For years, the supply chain for small and medium-sized businesses has followed the same tired formula. A business owner or buyer creates a purchase order. There is some back-and-forth via email or telephone, and when the items are ready to ship, the supplier contacts a freight company to transport the goods. This practice, though it has served us well for years, is now woefully out of date.
As nearly any business owner will tell you, an efficient supply chain is measured by when the correct goods are delivered on time in the right quantity — to the precise location. The key to much of this efficiency is technology.
Large Companies Have Been Using Supply Chain Tech For Years
Taking advantage of the latest technology is nothing new. It’s something that the “big guys” have been doing for years. It’s particularly evident in the supply chains of the world’s largest retailers. However, many small and medium-sized businesses (SMBs) don’t handle inventory on the same scale as larger companies. That’s why another, more accessible, solution is needed. Thankfully, technology is finally catching up.
Technology will only continue to grow at a rapid pace. As more tech startups enter the supply chain management space, it is vital that SMBs embrace technology so as to not be left behind in the digital dust.
Making Supply Chain Tech Accessible For SMBs
Fortunately for many SMBs, the supply chain management industry is continually adapting to the needs of businesses. The downside is that it isn’t happening as fast as many would like. I feel that it is incumbent on everyone in the industry to make the most of technology and revolutionize the way SMBs handle supply chain management.
Imagine a software application that fuses all of the functions of the supply chain in one central location — a program that combines purchase order management, transportation management and supply chain optimization. The industry isn’t as far from achieving this goal. Here are three solutions currently tackling that goal in the industry:
1. Automation Is Trying To Tackle Transportation
There is no shortage of players invested in supply chain innovation. There are established companies trying to either purchase these startups or create their own technology to better compete with them.
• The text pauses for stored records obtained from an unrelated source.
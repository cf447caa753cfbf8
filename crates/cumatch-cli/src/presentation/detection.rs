//! Display of detection results.

use cumatch_core::DetectionResult;

// ANSI color codes
const GREEN: &str = "\x1b[32m";
const RED: &str = "\x1b[31m";
const YELLOW: &str = "\x1b[33m";
const BOLD: &str = "\x1b[1m";
const RESET: &str = "\x1b[0m";

/// Print the outcome of a detection run, including failed strategies.
pub fn print_detection(result: &DetectionResult) {
    println!("{BOLD}CUDA detection:{RESET}");
    println!("{}", "-".repeat(40));

    for attempt in &result.attempts {
        println!(
            "  {YELLOW}○ {:<11}{RESET} {}",
            attempt.source.as_str(),
            attempt.error
        );
    }

    match &result.version {
        Some(version) => {
            println!(
                "  {GREEN}✓ {:<11}{RESET} CUDA {version}",
                result.source.as_str()
            );
            if let Some(raw) = result.raw.as_deref() {
                // Only the line the version was read from
                if let Some(line) = raw.lines().find(|l| l.contains(version.as_str())) {
                    println!("    {}", line.trim());
                }
            }
        }
        None => {
            let error = result.error.as_deref().unwrap_or("Unable to detect CUDA version");
            println!("  {RED}✗ {error}{RESET}");
        }
    }
}
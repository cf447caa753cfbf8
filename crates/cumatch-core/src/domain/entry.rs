//! Version table entry types.

use serde::{Deserialize, Serialize};

/// Package versions recommended for one CUDA version.
///
/// `torch` is the framework; `torchvision` and `torchaudio` are its
/// companion libraries. Any of them may be absent, in which case the
/// package is left out of generated commands.
#[derive(Debug, Clone, Default, PartialEq, Eq, Serialize, Deserialize)]
#[serde(default)]
pub struct VersionEntry {
    /// Framework (`torch`) version.
    pub torch: Option<String>,
    /// `torchvision` version.
    pub torchvision: Option<String>,
    /// `torchaudio` version.
    pub torchaudio: Option<String>,
    /// Package index tag such as `cu118`. Absent means a CPU-only install.
    pub pip_tag: Option<String>,
}

impl VersionEntry {
    /// Create an entry with all three packages pinned.
    pub fn new(
        torch: impl Into<String>,
        torchvision: impl Into<String>,
        torchaudio: impl Into<String>,
    ) -> Self {
        Self {
            torch: Some(torch.into()),
            torchvision: Some(torchvision.into()),
            torchaudio: Some(torchaudio.into()),
            pip_tag: None,
        }
    }

    /// Set the package index tag.
    #[must_use]
    pub fn with_tag(mut self, tag: impl Into<String>) -> Self {
        self.pip_tag = Some(tag.into());
        self
    }

    /// Framework version.
    pub fn framework_version(&self) -> Option<&str> {
        self.torch.as_deref()
    }

    /// Companion versions in fixed order (`torchvision`, `torchaudio`).
    pub fn companion_versions(&self) -> [Option<&str>; 2] {
        [self.torchvision.as_deref(), self.torchaudio.as_deref()]
    }

    /// Package index tag, ignoring empty strings.
    pub fn index_tag(&self) -> Option<&str> {
        self.pip_tag.as_deref().filter(|t| !t.trim().is_empty())
    }

    /// Pip package names paired with their versions, framework first.
    pub fn packages(&self) -> [(&'static str, Option<&str>); 3] {
        let [vision, audio] = self.companion_versions();
        [
            ("torch", self.framework_version()),
            ("torchvision", vision),
            ("torchaudio", audio),
        ]
    }
}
Transportation continues to be the biggest wild card. This is largely due to the complexities of varying regulations around the world. Often, you are dealing with the regulations of two different countries, and they might not match up.
Even in the United States, a simple truck order of 1,000 pounds of freight is operating under a set of regulations and pricing methodologies that are nearly a century old — and difficult for many to understand. Just look at the Jones Act of 1920. SMB shippers and logistics providers have been slow to enter the modern era, but strides are being made through transportation management systems (TMSs), a solution my company and other players in the market currently offer.
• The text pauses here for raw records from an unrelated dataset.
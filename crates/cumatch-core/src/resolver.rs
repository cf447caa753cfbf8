//! Version resolution with nearest-minor fallback.
//!
//! Lookup order for a requested version:
//! 1. exact `major.minor` key,
//! 2. closest minor among keys with the same major (ties go to the newer minor),
//! 3. lexicographically largest key of that major when the requested minor
//!    cannot be compared numerically.

use crate::domain::{CudaVersion, MatchKind, VersionEntry};
use crate::table::VersionTable;

/// A table entry chosen for a request.
#[derive(Debug, Clone, Copy, PartialEq, Eq)]
pub struct Resolution<'a> {
    /// Key of the chosen entry.
    pub matched_key: &'a str,
    /// How the key was chosen.
    pub kind: MatchKind,
    /// The chosen entry.
    pub entry: &'a VersionEntry,
}

/// Resolve a requested CUDA version against `table`.
///
/// Returns `None` for an absent request, a request without a leading
/// `major.minor`, or a major that has no entries. Never panics.
///
/// ```
/// use cumatch_core::{VersionEntry, VersionTable, resolve};
///
/// let table = VersionTable::from_entries([
///     ("11.6", VersionEntry::new("1.13.1", "0.14.1", "0.13.1")),
///     ("11.8", VersionEntry::new("2.1.2", "0.16.2", "2.1.2")),
/// ])
/// .unwrap();
///
/// assert_eq!(resolve(Some("11.7"), &table).unwrap().matched_key, "11.8");
/// assert!(resolve(Some("12.1"), &table).is_none());
/// ```
pub fn resolve<'a>(requested: Option<&str>, table: &'a VersionTable) -> Option<Resolution<'a>> {
    let version = CudaVersion::normalize(requested?)?;
    resolve_version(&version, table)
}

/// Resolve an already-normalized version.
pub fn resolve_version<'a>(
    version: &CudaVersion,
    table: &'a VersionTable,
) -> Option<Resolution<'a>> {
    let key = version.key();
    if let Some((matched_key, entry)) = table.get_key_value(&key) {
        return Some(Resolution {
            matched_key,
            kind: MatchKind::Exact,
            entry,
        });
    }

    let candidates: Vec<(&'a str, &'a VersionEntry)> = table
        .iter()
        .filter(|(k, _)| major_of(k) == Some(version.major()))
        .collect();

    let (matched_key, entry, kind) = match version.minor_value() {
        Some(target) => {
            let (k, e) = candidates
                .into_iter()
                // Smallest distance first; on equal distance the larger minor wins.
                .min_by_key(|(k, _)| {
                    let m = minor_of(k);
                    (m.abs_diff(target), std::cmp::Reverse(m))
                })?;
            (k, e, MatchKind::NearestMinor)
        }
        None => {
            let (k, e) = candidates.into_iter().max_by_key(|(k, _)| *k)?;
            (k, e, MatchKind::NewestInMajor)
        }
    };

    Some(Resolution {
        matched_key,
        kind,
        entry,
    })
}

fn major_of(key: &str) -> Option<&str> {
    key.split_once('.').map(|(major, _)| major)
}

/// Numeric minor of a validated key. Minors too large for `u32` saturate,
/// so such keys still compete as the farthest-out candidates.
fn minor_of(key: &str) -> u32 {
    key.split_once('.')
        .map_or(u32::MAX, |(_, minor)| minor.parse().unwrap_or(u32::MAX))
}
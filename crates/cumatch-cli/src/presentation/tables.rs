//! Table formatting utilities for CLI output.

use cumatch_core::VersionTable;

/// Format an optional value for table display, returning a default if None.
pub fn format_optional(value: Option<&str>, default: &str) -> String {
    value.unwrap_or(default).to_string()
}

/// Print a horizontal separator line.
pub fn print_separator(width: usize) {
    println!("{}", "-".repeat(width));
}

/// One formatted row per table key, in key order.
pub fn render_table_rows(table: &VersionTable) -> Vec<String> {
    table
        .iter()
        .map(|(key, entry)| {
            let [torch, vision, audio] = entry.packages().map(|(_, v)| format_optional(v, "--"));
            format!(
                "{key:<6} {torch:<10} {vision:<12} {audio:<11} {}",
                format_optional(entry.index_tag(), "--")
            )
        })
        .collect()
}

/// Print the whole table with a header.
pub fn print_version_table(table: &VersionTable) {
    println!(
        "Version table: {} ({} entries)\n",
        table.origin(),
        table.len()
    );
    println!(
        "{:<6} {:<10} {:<12} {:<11} Tag",
        "CUDA", "torch", "torchvision", "torchaudio"
    );
    print_separator(50);
    for row in render_table_rows(table) {
        println!("{row}");
    }
}
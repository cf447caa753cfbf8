//! Process runtime and OS-level concerns for cumatch.
//!
//! Implements the detection and clipboard ports from `cumatch-core` by
//! running external tools (`python`, `nvcc`, `nvidia-smi`, copy utilities).
#![deny(unused_crate_dependencies)]

pub mod detect;
pub mod process;
pub mod system;

pub use detect::{
    NvccProbe, NvidiaSmiProbe, TorchProbe, default_detector, default_strategies,
    parse_nvcc_output, parse_nvidia_smi_output, parse_torch_output,
};
pub use process::{ToolOutput, run_tool};
pub use system::{
    ClipboardBackend, GpuStatus, SystemClipboard, gpu_status, gpu_status_text, parse_gpu_query,
    platform_backends,
};
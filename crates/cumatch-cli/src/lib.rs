//! Command-line adapter for cumatch.
//!
//! `main.rs` parses arguments, builds a [`CliContext`] through
//! [`bootstrap`] and dispatches to the handlers in [`handlers`].
#![deny(unsafe_code)]
#![deny(unused_crate_dependencies)]

// Dev-dependency used by integration tests
#[cfg(test)]
use tempfile as _;

// Used by the binary target
use dotenvy as _;
use tokio as _;
use tracing_subscriber as _;

pub mod bootstrap;
pub mod commands;
pub mod error;
pub mod handlers;
pub mod parser;
pub mod presentation;
pub mod utils;

// Re-export primary types for convenient access
pub use bootstrap::{CliConfig, CliContext, bootstrap};
pub use commands::{Commands, OutputArgs};
pub use error::{CliError, exit_code_for};
pub use parser::Cli;
//! CUDA detection strategies.
//!
//! Priority: installed `torch` > `nvcc` > `nvidia-smi`. Each strategy runs
//! its tool with the configured timeout; the chain stops at the first
//! version found.

mod nvcc;
mod nvidia_smi;
mod torch;

use cumatch_core::{ChainDetector, DetectionStrategy, Settings};

pub use nvcc::{NvccProbe, parse_nvcc_output};
pub use nvidia_smi::{NvidiaSmiProbe, parse_nvidia_smi_output};
pub use torch::{TorchProbe, parse_torch_output};

pub(crate) use nvidia_smi::PROGRAM as NVIDIA_SMI;

/// Strategies in priority order for the given settings.
pub fn default_strategies(settings: &Settings) -> Vec<Box<dyn DetectionStrategy>> {
    let timeout = settings.detect_timeout();
    vec![
        Box::new(TorchProbe::new(settings.python.clone(), timeout)),
        Box::new(NvccProbe::new(timeout)),
        Box::new(NvidiaSmiProbe::new(timeout)),
    ]
}

/// The detector used by the CLI.
///
/// # Example
///
/// ```ignore
/// use cumatch_core::{CudaDetector, Settings};
/// use cumatch_runtime::detect::default_detector;
///
/// let detector = default_detector(&Settings::default());
/// let result = detector.detect().await;
/// ```
pub fn default_detector(settings: &Settings) -> ChainDetector {
    ChainDetector::new(default_strategies(settings))
}

#[cfg(test)]
mod tests {
    use super::*;
    use cumatch_core::DetectionSource;

    #[test]
    fn test_default_order() {
        let detector = default_detector(&Settings::default());
        assert_eq!(
            detector.sources(),
            [
                DetectionSource::Framework,
                DetectionSource::CompilerTool,
                DetectionSource::DriverTool,
            ]
        );
    }
}
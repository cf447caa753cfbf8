//! `cumatch match <VERSION>`.

use anyhow::Result;

use crate::bootstrap::CliContext;
use crate::commands::OutputArgs;

use super::output;

/// Resolve a manually entered CUDA version and print the result.
///
/// # Errors
///
/// Fails with a `MatchError` when the version is malformed or has no
/// compatible table entry.
pub async fn execute(ctx: &CliContext, version: &str, args: &OutputArgs) -> Result<()> {
    let result = ctx
        .matcher_with_extras(&args.extras)
        .match_version(version, None)?;
    output::emit(ctx, result, args).await
}

#[cfg(test)]
mod tests {
    use super::*;
    use crate::error::exit_code_for;
    use crate::handlers::test_support::{MemoryClipboard, context};
    use cumatch_core::DetectionResult;
    use std::sync::Arc;

    fn ctx() -> CliContext {
        context(
            DetectionResult::not_detected(Vec::new()),
            Arc::new(MemoryClipboard::default()),
        )
    }

    #[tokio::test]
    async fn test_invalid_version_exit_code() {
        let err = execute(&ctx(), "eleven", &OutputArgs::default())
            .await
            .unwrap_err();
        assert_eq!(exit_code_for(&err), 2);
    }

    #[tokio::test]
    async fn test_unknown_major_exit_code() {
        let err = execute(&ctx(), "9.2", &OutputArgs::default())
            .await
            .unwrap_err();
        assert_eq!(exit_code_for(&err), 3);
    }

    #[tokio::test]
    async fn test_fallback_succeeds() {
        let args = OutputArgs {
            json: true,
            ..OutputArgs::default()
        };
        assert!(execute(&ctx(), "11.7", &args).await.is_ok());
    }
}
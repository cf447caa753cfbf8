//! NVIDIA GPU status via `nvidia-smi --query-gpu`.

use std::fmt;
use std::time::Duration;

use cumatch_core::DetectionError;

use crate::detect::NVIDIA_SMI;
use crate::process::run_tool;

const QUERY_ARGS: &[&str] = &[
    "--query-gpu=name,memory.total,memory.used,utilization.gpu",
    "--format=csv,noheader,nounits",
];

/// One GPU as reported by `nvidia-smi`.
#[derive(Debug, Clone, PartialEq, Eq)]
pub enum GpuStatus {
    /// A fully parsed row.
    Parsed {
        index: usize,
        name: String,
        memory_total_mib: String,
        memory_used_mib: String,
        utilization_pct: String,
    },
    /// A row that did not have the expected four columns.
    Raw { index: usize, line: String },
}

impl fmt::Display for GpuStatus {
    fn fmt(&self, f: &mut fmt::Formatter<'_>) -> fmt::Result {
        match self {
            Self::Parsed {
                index,
                name,
                memory_total_mib,
                memory_used_mib,
                utilization_pct,
            } => write!(
                f,
                "GPU{index}: {name}, mem {memory_total_mib} MiB used {memory_used_mib} MiB, util {utilization_pct} %"
            ),
            Self::Raw { index, line } => write!(f, "GPU{index}: {line}"),
        }
    }
}

/// Parse CSV rows from the GPU query.
pub fn parse_gpu_query(output: &str) -> Vec<GpuStatus> {
    output
        .lines()
        .map(str::trim)
        .filter(|l| !l.is_empty())
        .enumerate()
        .map(|(index, line)| {
            let cols: Vec<&str> = line.split(',').map(str::trim).collect();
            match cols.as_slice() {
                [name, total, used, util, ..] => GpuStatus::Parsed {
                    index,
                    name: (*name).to_string(),
                    memory_total_mib: (*total).to_string(),
                    memory_used_mib: (*used).to_string(),
                    utilization_pct: (*util).to_string(),
                },
                _ => GpuStatus::Raw {
                    index,
                    line: line.to_string(),
                },
            }
        })
        .collect()
}

/// Query every NVIDIA GPU. An empty list means the tool ran but reported none.
pub async fn gpu_status(timeout: Duration) -> Result<Vec<GpuStatus>, DetectionError> {
    let output = run_tool(NVIDIA_SMI, QUERY_ARGS, timeout).await?;
    Ok(parse_gpu_query(&output.stdout))
}

/// Multi-line status text, or `None` when no GPU information is available.
pub async fn gpu_status_text(timeout: Duration) -> Option<String> {
    match gpu_status(timeout).await {
        Ok(gpus) if !gpus.is_empty() => Some(
            gpus.iter()
                .map(ToString::to_string)
                .collect::<Vec<_>>()
                .join("\n"),
        ),
        Ok(_) => None,
        Err(e) => {
            tracing::debug!(error = %e, "GPU status unavailable");
            None
        }
    }
}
With TMSs arriving for SMBs, the next technological advance for many business owners is centered around shipment tracking. No longer are they satisfied with when the shipment will arrive. They want to know when it will arrive and what’s in each box. Slowly but surely, this technology is trickling down to SMBs.
2. The Internet Of Things Is Connecting All Links Of The Supply Chain
We’ve discussed how transportation management systems are taking advantage of automation to improve efficiency. Many companies are taking things even further by incorporating technology throughout the entire supply chain.
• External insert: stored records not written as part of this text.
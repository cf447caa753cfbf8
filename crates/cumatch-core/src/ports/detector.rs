//! CUDA detection port.
//!
//! Detection is modeled as an ordered list of named strategies. The first
//! strategy that yields a version wins; failures of earlier strategies are
//! kept as diagnostics instead of being discarded.
//!
//! # Design Notes
//!
//! - Core owns the traits, error type and the chaining logic (pure)
//! - Runtime owns the strategies (active probing via `tokio::process`)
//! - CLI injects the detector via bootstrap

use async_trait::async_trait;
use thiserror::Error;
use tracing::debug;

use crate::domain::{DetectedVersion, DetectionAttempt, DetectionResult, DetectionSource};

/// Why a single detection strategy failed.
#[derive(Debug, Clone, Error, PartialEq)]
pub enum DetectionError {
    /// The program is not installed or not on `PATH`.
    #[error("{0} not found")]
    NotFound(String),

    /// The program did not finish in time and was killed.
    #[error("{program} timed out after {secs:.1}s")]
    Timeout { program: String, secs: f64 },

    /// The program exited unsuccessfully.
    #[error("{program} exited with {}", exit_label(.code))]
    NonZeroExit { program: String, code: Option<i32> },

    /// The output did not contain a CUDA version.
    #[error("could not parse {program} output: {reason}")]
    Parse { program: String, reason: String },

    /// Spawning or talking to the process failed.
    #[error("failed to run {program}: {reason}")]
    Io { program: String, reason: String },
}

#[allow(clippy::ref_option)]
fn exit_label(code: &Option<i32>) -> String {
    code.map_or_else(|| "a signal".to_string(), |c| format!("status {c}"))
}

/// Result type for detection strategies.
pub type DetectionOutcome = Result<DetectedVersion, DetectionError>;

/// One way of finding the installed CUDA version.
#[async_trait]
pub trait DetectionStrategy: Send + Sync {
    /// Provenance reported when this strategy succeeds.
    fn source(&self) -> DetectionSource;

    /// Try to detect a version.
    async fn detect(&self) -> DetectionOutcome;
}

/// Port for a complete detection run.
#[async_trait]
pub trait CudaDetector: Send + Sync {
    /// Detect the CUDA version. Never fails; see [`DetectionResult::source`].
    async fn detect(&self) -> DetectionResult;
}

/// Detector that tries strategies in order, first success wins.
pub struct ChainDetector {
    strategies: Vec<Box<dyn DetectionStrategy>>,
}

impl ChainDetector {
    /// Create a detector from strategies in priority order.
    pub fn new(strategies: Vec<Box<dyn DetectionStrategy>>) -> Self {
        Self { strategies }
    }

    /// Sources of the configured strategies, in order.
    pub fn sources(&self) -> Vec<DetectionSource> {
        self.strategies.iter().map(|s| s.source()).collect()
    }
}

#[async_trait]
impl CudaDetector for ChainDetector {
    async fn detect(&self) -> DetectionResult {
        let mut attempts = Vec::new();

        for strategy in &self.strategies {
            let source = strategy.source();
            match strategy.detect().await {
                Ok(found) => {
                    debug!(%source, version = %found.version, "CUDA version detected");
                    return DetectionResult::detected(source, found, attempts);
                }
                Err(e) => {
                    debug!(%source, error = %e, "Detection strategy failed");
                    attempts.push(DetectionAttempt {
                        source,
                        error: e.to_string(),
                    });
                }
            }
        }

        DetectionResult::not_detected(attempts)
    }
}
//! Clipboard port.
//!
//! Copying is best-effort: callers report a failure and carry on.

use thiserror::Error;

/// Clipboard failures.
#[derive(Debug, Clone, Error, PartialEq, Eq)]
pub enum ClipboardError {
    /// Every backend was tried and none accepted the text.
    #[error("no clipboard backend available (tried: {})", .tried.join(", "))]
    Unavailable { tried: Vec<String> },
}

/// Port for placing text on the system clipboard.
pub trait ClipboardPort: Send + Sync {
    /// Copy `text`, returning the name of the backend that accepted it.
    fn copy(&self, text: &str) -> Result<String, ClipboardError>;
}
//! Core domain types, version resolution and port definitions for cumatch.
//!
//! Maps a CUDA toolkit version to compatible `torch` / `torchvision` /
//! `torchaudio` releases and renders pip and conda install commands. Nothing
//! in this crate executes processes; detection and clipboard access are
//! defined as ports and implemented in `cumatch-runtime`.
#![deny(unused_crate_dependencies)]

pub mod command;
pub mod domain;
pub mod errors;
pub mod paths;
pub mod ports;
pub mod resolver;
pub mod services;
pub mod settings;
pub mod table;

// Re-export commonly used types for convenience
pub use command::{
    DEFAULT_INDEX_URL, PipOptions, build_conda_command, build_pip_command, conda_toolkit_version,
    index_url_for_tag,
};
pub use domain::{
    CudaVersion, DetectedVersion, DetectionAttempt, DetectionResult, DetectionSource, MatchKind,
    ResolutionResult, VersionEntry, is_valid_version_format,
};
pub use errors::{MatchError, TableError, UPSTREAM_INSTALL_URL};
pub use paths::{
    VersionsFileResolution, VersionsFileSource, resolve_versions_file, resolve_versions_file_in,
    user_versions_file,
};
pub use ports::{
    ChainDetector, ClipboardError, ClipboardPort, CudaDetector, DetectionError, DetectionOutcome,
    DetectionStrategy,
};
pub use resolver::{Resolution, resolve, resolve_version};
pub use services::MatchService;
pub use settings::{
    DEFAULT_DETECT_TIMEOUT_SECS, DEFAULT_PYTHON, Settings, SettingsError, validate_settings,
};
pub use table::{TableOrigin, VersionTable};

// Dev-dependencies used only by some test modules
#[cfg(test)]
use tempfile as _;
#[cfg(test)]
use tokio as _;
//! Driver utility (`nvidia-smi`) probe.
//!
//! The banner printed by plain `nvidia-smi` includes the highest CUDA
//! version the installed driver supports.

use std::sync::LazyLock;
use std::time::Duration;

use async_trait::async_trait;
use cumatch_core::{
    DetectedVersion, DetectionError, DetectionOutcome, DetectionSource, DetectionStrategy,
};
use regex::Regex;

use crate::process::run_tool;

pub(crate) const PROGRAM: &str = "nvidia-smi";

// "| NVIDIA-SMI 535.104.05   Driver Version: 535.104.05   CUDA Version: 12.2     |"
static CUDA_VERSION: LazyLock<Regex> = LazyLock::new(|| {
    Regex::new(r"(?i)CUDA\s+Version\s*:\s*([0-9]+\.[0-9]+)").expect("valid nvidia-smi regex")
});

/// Extract the driver's CUDA version from `nvidia-smi` output.
pub fn parse_nvidia_smi_output(output: &str) -> Option<String> {
    CUDA_VERSION
        .captures(output)
        .and_then(|c| c.get(1))
        .map(|m| m.as_str().to_string())
}

/// Detects the CUDA version supported by the installed NVIDIA driver.
#[derive(Debug, Clone)]
pub struct NvidiaSmiProbe {
    timeout: Duration,
}

impl NvidiaSmiProbe {
    /// Create a probe with the given per-invocation timeout.
    pub const fn new(timeout: Duration) -> Self {
        Self { timeout }
    }
}

#[async_trait]
impl DetectionStrategy for NvidiaSmiProbe {
    fn source(&self) -> DetectionSource {
        DetectionSource::DriverTool
    }

    async fn detect(&self) -> DetectionOutcome {
        let output = run_tool(PROGRAM, &[], self.timeout).await?;
        let raw = output.combined();
        let version = parse_nvidia_smi_output(&raw).ok_or_else(|| DetectionError::Parse {
            program: PROGRAM.to_string(),
            reason: "no 'CUDA Version' in banner".to_string(),
        })?;
        Ok(DetectedVersion { version, raw })
    }
}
The internet of things (IoT) has already interfaced itself with our homes and cars, so it should come as no surprise that we also see it in our businesses. While you can argue that this reliance on technology makes our enterprises vulnerable to cyberattacks, many manufacturers feel the benefits of the IoT are worth the risks.
A survey by PwC — referenced in the article linked above — found that 47% of industrial manufacturers see the benefits of the IoT, while an additional 23% say they plan on using it within the next two years. As the speed of the supply chain continues to increase, the IoT is helping companies reduce errors by improving inventory tracking and catching problems before they happen through predictive maintenance.
3. Technology Cuts Labor Costs While Improving Wages
Labor costs make up just under a third of overall supply chain costs. In an industry where margins can be razor-thin, saving money wherever possible is paramount to a business’s success. Technology provides crucial supply chain solutions at a time when businesses need them to keep the world moving.
Whether it’s seen in warehouses or on the trucks themselves, technology is making the supply chain more efficient for businesses of all sizes. What’s more, while it reduces overall labor costs, technology actually increases wages of some jobs as the skills needed to operate this technology become more complex.
The Future Is Now, And It’s Here to Stay
As we head into the future, the supply chain management industry keeps getting “younger.” Many millennials are taking management roles in established supply chain companies, or even starting their own entrepreneurial endeavors.
They are a generation who often are anti-person-to-person communication, instead choosing to work independently, with a reliance on technology. They’ll be the ones purchasing and innovating new technology to transform the industry, and we must give them the chance to do so.
As you begin to wonder how you can embrace technology yourself, the first step to implementing your solution is to identify your problem. It is important to take a step back and survey your operations from a 30,000-foot perspective. In this way, business owners can apply a holistic understanding of their supply chain to better see areas that need improvement. Once you have identified your problem areas, it’s only a matter of applying the right solution. If you can’t find one, the technology will catch up soon enough.